Dataset records:
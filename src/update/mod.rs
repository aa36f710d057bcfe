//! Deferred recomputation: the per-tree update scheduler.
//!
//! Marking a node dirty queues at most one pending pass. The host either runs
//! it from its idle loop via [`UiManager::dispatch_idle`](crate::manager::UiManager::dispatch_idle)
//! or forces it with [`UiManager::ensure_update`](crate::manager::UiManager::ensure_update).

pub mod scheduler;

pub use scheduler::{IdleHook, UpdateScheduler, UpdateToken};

**What the exercise asks**
Give each entry again, spelled exactly as shown.

**Response to the exercise**
filename src/update/mod.rs
repository aa36f710d057bcfe
//! Deferred recomputation: the per-tree update scheduler.
//!
//! Marking a node dirty queues at most one pending pass. The host either runs
//! it from its idle loop via [`UiManager::dispatch_idle`](crate::manager::UiManager::dispatch_idle)
//! or forces it with [`UiManager::ensure_update`](crate::manager::UiManager::ensure_update).

pub mod scheduler;

pub use scheduler::{IdleHook, UpdateScheduler, UpdateToken};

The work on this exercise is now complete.